The Stanford Linear Accelerator in Palo Alto, CA, is home to a particle collider that has generated the world’s largest database. The company that designed the database, Objectivity of Mountain View, CA, is now attracting a wave of new customers in the areas of defense, telecommunications, and intelligence systems, says Leon Guzenda, the company’s chief technology officer. TRW of Redondo Beach, CA (recently acquired by Northrop Grumman), says it uses Objectivity’s technology in a data analysis system built for an unnamed U.S. government agency that collects and analyzes scientific data. And SYColeman, a defense contractor in Sherman Oaks, CA, employs the technology in a system for controlling battlefield simulations. While Guzenda says security restrictions prevent him from describing specifics, he says the technology was used to help manage complex military operations in the Iraq war.
These national-security players are all attracted by the same thing: the system’s ability to keep complex relationships straight, even as databases swell to mammoth proportions. The underlying architecture of the database-in which data are stored in the form of “objects” that inherit their properties from parent objects in a vast family tree-can bring important connections to light more efficiently than traditional “relational” approaches, where data are stored in the rows and columns of interlinked tables, says Richard Winter, president of Winter Corporation, a database consulting firm in Waltham, MA. The new system has helped scientists keep track of Stanford’s particle collision data, which collectively takes up some 700 terabytes (700,000 gigabytes) of storage space, or 35 times as much as the contents of the Library of Congress (see “Surveillance Nation, Part Two,” TR May 2003). The “object-oriented” nature of the database makes it easy for scientists to create generations of objects from which more and more of the clutter has been extracted.

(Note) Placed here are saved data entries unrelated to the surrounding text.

/// stlmeter Web - WASM bindings for the storefront's model preview
///
/// The page reads the selected file asynchronously. Call `begin_load` when a
/// file is picked and pass the returned generation to `finish_load` with the
/// bytes; results for files that were replaced in the meantime are ignored.

use stlmeter_core::{Completion, DecodeTicket, MeasureSession, MeterConfig, PrinterTier, Unit};
use wasm_bindgen::prelude::*;

#[wasm_bindgen]
pub struct StlMeter {
    session: MeasureSession,
}

#[wasm_bindgen]
impl StlMeter {
    #[wasm_bindgen(constructor)]
    pub fn new() -> StlMeter {
        StlMeter {
            session: MeasureSession::new(MeterConfig::default()),
        }
    }

    /// Register a newly selected file and return its generation
    pub fn begin_load(&self) -> u64 {
        self.session.begin().generation()
    }

    /// Decode the bytes of the file registered as `generation`.
    ///
    /// Returns `false` when a newer file has been selected since.
    pub fn finish_load(&self, generation: u64, bytes: &[u8]) -> Result<bool, JsValue> {
        let ticket = DecodeTicket::from_generation(generation);
        match self.session.load_bytes(ticket, bytes) {
            Ok(Completion::Accepted(_)) => Ok(true),
            Ok(Completion::Stale) => Ok(false),
            Err(err) => {
                #[cfg(target_arch = "wasm32")]
                web_sys::console::warn_1(&JsValue::from_str(&format!("stlmeter: {err}")));
                Err(JsValue::from_str(&err.to_string()))
            }
        }
    }

    /// Select `mm`, `cm` or `in`; anything else selects millimeters
    pub fn set_unit(&self, unit: &str) {
        self.session.set_unit(Unit::from_symbol_lossy(unit));
    }

    pub fn unit(&self) -> String {
        self.session.unit().symbol().to_string()
    }

    pub fn dimensions_text(&self) -> Option<String> {
        self.session.measurement().map(|m| m.dimensions_text())
    }

    pub fn volume_text(&self) -> Option<String> {
        self.session.measurement().map(|m| m.volume_text())
    }

    pub fn triangle_count(&self) -> usize {
        self.session.mesh().map_or(0, |mesh| mesh.triangle_count())
    }

    /// Printer option code (`STD`, `MED` or `LRG`)
    pub fn printer_code(&self) -> String {
        self.session.printer().code().to_string()
    }

    pub fn choose_printer(&self, code: &str) -> Result<(), JsValue> {
        let tier: PrinterTier = code
            .parse()
            .map_err(|err: stlmeter_core::error::UnknownVariant| JsValue::from_str(&err.to_string()))?;
        self.session.choose_printer(tier);
        Ok(())
    }

    /// Order-update payload as JSON
    pub fn order_json(&self) -> Result<String, JsValue> {
        let order = self
            .session
            .order_dimensions()
            .map_err(|err| JsValue::from_str(&err.to_string()))?;
        serde_json::to_string(&order).map_err(|err| JsValue::from_str(&err.to_string()))
    }

    pub fn clear(&self) {
        self.session.clear();
    }
}

impl Default for StlMeter {
    fn default() -> Self {
        Self::new()
    }
}

#[cfg(test)]
mod tests {
    use super::*;
    use stlmeter_core::{stl, DecodedMesh};

    // Only success paths: building a JsValue needs a wasm host.

    #[test]
    fn test_load_and_measure() {
        let meter = StlMeter::new();
        let generation = meter.begin_load();
        let bytes = stl::write_binary_stl(&DecodedMesh::cube(10.0));

        assert_eq!(meter.finish_load(generation, &bytes).ok(), Some(true));
        assert_eq!(meter.triangle_count(), 12);
        assert_eq!(meter.dimensions_text().as_deref(), Some("10.00 x 10.00 x 10.00 mm"));
        assert_eq!(meter.printer_code(), "STD");

        meter.set_unit("cm");
        assert_eq!(meter.unit(), "cm");
        assert_eq!(meter.volume_text().as_deref(), Some("1.00 cm³"));

        meter.set_unit("furlong");
        assert_eq!(meter.unit(), "mm");
    }

    #[test]
    fn test_replaced_file_is_ignored() {
        let meter = StlMeter::new();
        let first = meter.begin_load();
        let second = meter.begin_load();
        let small = stl::write_binary_stl(&DecodedMesh::cube(10.0));
        let large = stl::write_binary_stl(&DecodedMesh::cube(401.0));

        assert_eq!(meter.finish_load(second, &large).ok(), Some(true));
        assert_eq!(meter.finish_load(first, &small).ok(), Some(false));
        assert_eq!(meter.printer_code(), "LRG");
    }

    #[test]
    fn test_order_json() {
        let meter = StlMeter::new();
        let generation = meter.begin_load();
        let bytes = stl::write_binary_stl(&DecodedMesh::cube(250.0));
        meter.finish_load(generation, &bytes).ok();

        let json = meter.order_json().ok().unwrap_or_default();
        assert!(json.contains("\"printer\":\"MED\""));
        assert!(json.contains("\"length\":250.0"));
    }

    #[test]
    fn test_clear() {
        let meter = StlMeter::new();
        let generation = meter.begin_load();
        meter.clear();
        let bytes = stl::write_binary_stl(&DecodedMesh::cube(10.0));
        assert_eq!(meter.finish_load(generation, &bytes).ok(), Some(false));
        assert_eq!(meter.dimensions_text(), None);
    }
}
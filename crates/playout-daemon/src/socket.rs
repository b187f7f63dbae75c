use crate::core::SchedulerEvent;
use crate::BroadcastMessage;
use playout_proto::protocol::{Broadcast, Message, PROTOCOL_VERSION};
use playout_proto::state::StateManager;
use std::sync::Arc;
use tokio::io::{AsyncReadExt, AsyncWriteExt};
use tokio::net::{TcpListener, TcpStream};
use tokio::sync::{broadcast, mpsc};
use tracing::{error, info, warn};

pub fn start_server(
    listener: TcpListener,
    state_manager: Arc<StateManager>,
    event_tx: mpsc::Sender<SchedulerEvent>,
    broadcast_tx: broadcast::Sender<BroadcastMessage>,
) -> tokio::task::JoinHandle<()> {
    tokio::spawn(async move {
        if let Ok(addr) = listener.local_addr() {
            info!("TCP server listening at {}", addr);
        }

        let mut client_id = 0usize;

        loop {
            match listener.accept().await {
                Ok((stream, peer)) => {
                    client_id += 1;
                    let id = client_id;
                    info!("Client {} connected from {}", id, peer);

                    let sm = state_manager.clone();
                    let evt_tx = event_tx.clone();
                    let bcast_rx = broadcast_tx.subscribe();

                    tokio::spawn(async move {
                        handle_client(stream, sm, id, evt_tx, bcast_rx).await;
                        info!("Client {} disconnected", id);
                    });
                }
                Err(e) => {
                    error!("Failed to accept connection: {}", e);
                }
            }
        }
    })
}

/// Bind the client listener; pass it to [`start_server`].
pub async fn bind(bind_address: &str, port: u16) -> anyhow::Result<TcpListener> {
    let addr = format!("{}:{}", bind_address, port);
    let listener = TcpListener::bind(&addr).await?;
    Ok(listener)
}

async fn handle_client(
    stream: TcpStream,
    state_manager: Arc<StateManager>,
    client_id: usize,
    event_tx: mpsc::Sender<SchedulerEvent>,
    mut broadcast_rx: broadcast::Receiver<BroadcastMessage>,
) {
    let (mut read_half, mut write_half) = stream.into_split();
    let mut tmp = [0u8; 4096];
    let mut read_buf: Vec<u8> = Vec::new();

    // Send Hello with current state snapshot on connect
    if let Ok(encoded) = encode_hello(&state_manager).await {
        if write_half.write_all(&encoded).await.is_err() {
            return;
        }
    }

    loop {
        tokio::select! {
            result = read_half.read(&mut tmp) => {
                match result {
                    Ok(0) => {
                        info!("Client {} closed connection", client_id);
                        break;
                    }
                    Ok(n) => {
                        read_buf.extend_from_slice(&tmp[..n]);

                        loop {
                            if read_buf.len() < 4 { break; }
                            match Message::decode(&read_buf) {
                                Ok((Message::Command(cmd), consumed)) => {
                                    read_buf.drain(..consumed);
                                    info!("Client {} sent command: {:?}", client_id, cmd);

                                    // The core answers with a StateUpdated broadcast once
                                    // the command has been applied.
                                    if event_tx.send(SchedulerEvent::Command(cmd)).await.is_err() {
                                        warn!("SchedulerEvent channel closed");
                                        return;
                                    }
                                }
                                Ok((_, consumed)) => {
                                    read_buf.drain(..consumed);
                                }
                                Err(_) => break,
                            }
                        }
                    }
                    Err(e) => {
                        error!("Read error from client {}: {}", client_id, e);
                        break;
                    }
                }
            }

            msg = broadcast_rx.recv() => {
                let encoded = match msg {
                    Ok(BroadcastMessage::StateUpdated) => encode_state(&state_manager).await,
                    Ok(BroadcastMessage::Log(message)) => {
                        Message::Broadcast(Broadcast::Log { message }).encode()
                    }
                    Ok(BroadcastMessage::Error(message)) => {
                        Message::Broadcast(Broadcast::Error { message }).encode()
                    }
                    Err(broadcast::error::RecvError::Lagged(n)) => {
                        warn!("Client {} missed {} broadcast messages", client_id, n);
                        encode_state(&state_manager).await
                    }
                    Err(_) => break,
                };
                if let Ok(encoded) = encoded {
                    if write_half.write_all(&encoded).await.is_err() {
                        break;
                    }
                }
            }
        }
    }
}

async fn encode_hello(state_manager: &StateManager) -> anyhow::Result<Vec<u8>> {
    let state = state_manager.get_state().await;
    let rev = state.rev;
    Message::Broadcast(Broadcast::Hello {
        protocol_version: PROTOCOL_VERSION,
        daemon_rev: rev,
        state,
    })
    .encode()
}

async fn encode_state(state_manager: &StateManager) -> anyhow::Result<Vec<u8>> {
    let state = state_manager.get_state().await;
    Message::Broadcast(Broadcast::State { data: state }).encode()
}
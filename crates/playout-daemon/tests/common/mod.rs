#![allow(dead_code)]

use std::sync::atomic::{AtomicUsize, Ordering};
use std::sync::{Arc, Mutex};
use std::time::Duration;

use async_trait::async_trait;
use playout_daemon::core::{SchedulerCore, SchedulerEvent};
use playout_daemon::driver::PlaybackDriver;
use playout_daemon::engine::{EngineSignal, SignalRx, SpeechEngine, VideoEngine};
use playout_daemon::error::{PlaybackError, StoreError, StoreResult};
use playout_daemon::locator::VideoId;
use playout_daemon::store::{LocalStore, RequestStore, StoreChange};
use playout_daemon::BroadcastMessage;
use playout_proto::config::SchedulerConfig;
use playout_proto::protocol::Command;
use playout_proto::request::{MediaRequest, NewRequest, RequestId, RequestStatus};
use playout_proto::state::StateManager;
use tokio::sync::{broadcast, mpsc};
use tokio::task::JoinHandle;

/// Everything the fake engines were asked to do, in order.
#[derive(Debug, Clone, PartialEq, Eq)]
pub enum EngineCall {
    Speak(String),
    CancelSpeech,
    Play(String),
    StopVideo,
}

pub type CallLog = Arc<Mutex<Vec<EngineCall>>>;

fn record(log: &CallLog, call: EngineCall) {
    log.lock().unwrap().push(call);
}

/// Speech engine that never finishes on its own.
pub struct FakeSpeech {
    log: CallLog,
    current: Mutex<Option<mpsc::Sender<EngineSignal>>>,
}

impl FakeSpeech {
    pub fn new(log: CallLog) -> Self {
        Self {
            log,
            current: Mutex::new(None),
        }
    }

    pub fn signal(&self, signal: EngineSignal) {
        if let Some(tx) = self.current.lock().unwrap().as_ref() {
            let _ = tx.try_send(signal);
        }
    }

    pub fn finish(&self) {
        self.signal(EngineSignal::Ended);
    }

    pub fn is_speaking(&self) -> bool {
        self.current.lock().unwrap().is_some()
    }
}

#[async_trait]
impl SpeechEngine for FakeSpeech {
    async fn speak(&self, text: &str) -> Result<SignalRx, PlaybackError> {
        record(&self.log, EngineCall::Speak(text.to_string()));
        let (tx, rx) = mpsc::channel(8);
        *self.current.lock().unwrap() = Some(tx);
        Ok(rx)
    }

    async fn cancel(&self) {
        record(&self.log, EngineCall::CancelSpeech);
        self.current.lock().unwrap().take();
    }
}

/// Video engine driven entirely by the test.
pub struct FakeVideo {
    log: CallLog,
    current: Mutex<Option<mpsc::Sender<EngineSignal>>>,
}

impl FakeVideo {
    pub fn new(log: CallLog) -> Self {
        Self {
            log,
            current: Mutex::new(None),
        }
    }

    pub fn signal(&self, signal: EngineSignal) {
        if let Some(tx) = self.current.lock().unwrap().as_ref() {
            let _ = tx.try_send(signal);
        }
    }

    pub fn ready(&self) {
        self.signal(EngineSignal::Ready);
    }

    pub fn end(&self) {
        self.signal(EngineSignal::Ended);
    }

    pub fn error(&self, detail: &str) {
        self.signal(EngineSignal::Error(detail.to_string()));
    }
}

#[async_trait]
impl VideoEngine for FakeVideo {
    async fn play(&self, video: &VideoId) -> Result<SignalRx, PlaybackError> {
        record(&self.log, EngineCall::Play(video.as_str().to_string()));
        let (tx, rx) = mpsc::channel(8);
        *self.current.lock().unwrap() = Some(tx);
        Ok(rx)
    }

    async fn stop(&self) {
        record(&self.log, EngineCall::StopVideo);
        self.current.lock().unwrap().take();
    }
}

/// `LocalStore` whose status writes can be made to fail on demand.
pub struct FlakyStore {
    inner: LocalStore,
    failing_updates: AtomicUsize,
}

impl FlakyStore {
    pub fn new() -> Self {
        Self {
            inner: LocalStore::in_memory(),
            failing_updates: AtomicUsize::new(0),
        }
    }

    /// The next `n` calls to `update_status` fail without writing.
    pub fn fail_next_updates(&self, n: usize) {
        self.failing_updates.store(n, Ordering::SeqCst);
    }
}

#[async_trait]
impl RequestStore for FlakyStore {
    async fn insert(&self, request: NewRequest) -> StoreResult<MediaRequest> {
        self.inner.insert(request).await
    }

    async fn update_status(
        &self,
        id: RequestId,
        status: RequestStatus,
    ) -> StoreResult<MediaRequest> {
        let failing = self
            .failing_updates
            .fetch_update(Ordering::SeqCst, Ordering::SeqCst, |n| n.checked_sub(1))
            .is_ok();
        if failing {
            return Err(StoreError::Write("disk full".into()));
        }
        self.inner.update_status(id, status).await
    }

    async fn list_pending(&self) -> StoreResult<Vec<MediaRequest>> {
        self.inner.list_pending().await
    }

    async fn get(&self, id: RequestId) -> StoreResult<MediaRequest> {
        self.inner.get(id).await
    }

    async fn list_all(&self) -> StoreResult<Vec<MediaRequest>> {
        self.inner.list_all().await
    }

    fn subscribe(&self) -> broadcast::Receiver<StoreChange> {
        self.inner.subscribe()
    }
}

/// A running scheduler wired to fake engines.
pub struct Harness {
    pub store: Arc<dyn RequestStore>,
    pub state: Arc<StateManager>,
    pub speech: Arc<FakeSpeech>,
    pub video: Arc<FakeVideo>,
    pub calls: CallLog,
    pub events: mpsc::Sender<SchedulerEvent>,
    pub broadcasts: broadcast::Sender<BroadcastMessage>,
    core: JoinHandle<anyhow::Result<()>>,
}

impl Harness {
    pub async fn start(auto_play: bool) -> Self {
        Self::with_store(Arc::new(LocalStore::in_memory()), auto_play).await
    }

    pub async fn with_store(store: Arc<dyn RequestStore>, auto_play: bool) -> Self {
        let calls: CallLog = Arc::new(Mutex::new(Vec::new()));
        let speech = Arc::new(FakeSpeech::new(calls.clone()));
        let video = Arc::new(FakeVideo::new(calls.clone()));
        let state = Arc::new(StateManager::in_memory(auto_play));
        let (broadcasts, _) = broadcast::channel(256);
        let (events, event_rx) = mpsc::channel(256);
        let (report_tx, report_rx) = mpsc::channel(16);

        let driver = PlaybackDriver::new(
            speech.clone(),
            video.clone(),
            &SchedulerConfig::default(),
            report_tx,
        );
        let core = SchedulerCore::new(
            store.clone(),
            state.clone(),
            driver,
            report_rx,
            events.clone(),
            broadcasts.clone(),
        );
        let core = tokio::spawn(core.run(event_rx));

        let harness = Self {
            store,
            state,
            speech,
            video,
            calls,
            events,
            broadcasts,
            core,
        };
        harness.settle().await;
        harness
    }

    /// Let every runnable task run to quiescence without moving the clock.
    pub async fn settle(&self) {
        for _ in 0..200 {
            tokio::task::yield_now().await;
        }
    }

    /// Move the paused clock forward by exactly `by`, then settle.
    pub async fn advance(&self, by: Duration) {
        tokio::time::advance(by).await;
        self.settle().await;
    }

    pub async fn submit(&self, request: NewRequest) -> RequestId {
        let row = self.store.insert(request).await.unwrap();
        self.settle().await;
        row.id
    }

    pub async fn song(&self, locator: &str) -> RequestId {
        self.submit(NewRequest::song(locator, "team-a")).await
    }

    pub async fn announce(&self, text: &str) -> RequestId {
        self.submit(NewRequest::announcement(text, "team-b")).await
    }

    pub async fn command(&self, cmd: Command) {
        self.events
            .send(SchedulerEvent::Command(cmd))
            .await
            .unwrap();
        self.settle().await;
    }

    pub async fn status(&self, id: RequestId) -> RequestStatus {
        self.store.get(id).await.unwrap().status
    }

    pub async fn playing(&self) -> Vec<RequestId> {
        self.store
            .list_all()
            .await
            .unwrap()
            .into_iter()
            .filter(|r| r.status.is_playing())
            .map(|r| r.id)
            .collect()
    }

    pub fn calls(&self) -> Vec<EngineCall> {
        self.calls.lock().unwrap().clone()
    }

    pub fn plays(&self) -> usize {
        self.calls()
            .iter()
            .filter(|c| matches!(c, EngineCall::Play(_)))
            .count()
    }

    pub async fn shutdown(self) {
        let _ = self.events.send(SchedulerEvent::Shutdown).await;
        let _ = self.core.await;
    }
}

/// A valid short link for the given 11-character id.
pub fn link(id: &str) -> String {
    format!("https://youtu.be/{}", id)
}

The same qualities make the database tool equally well suited to boosting national security. “Let’s say you are monitoring suspected terrorists’ telephone calls, e-mails, and the like. The database grows very large, very fast,” Winter says. In a relational database, the tables storing this information would form an abstract tangle, but a database like Stanford’s would more closely resemble the suspected terrorist network itself. “It can provide a groundbreaking kind of capability,” he says. Which means that, as government databases accumulate video surveillance data, communications intercepts, or battlefield intelligence, they’ll be able to detect where the data collides.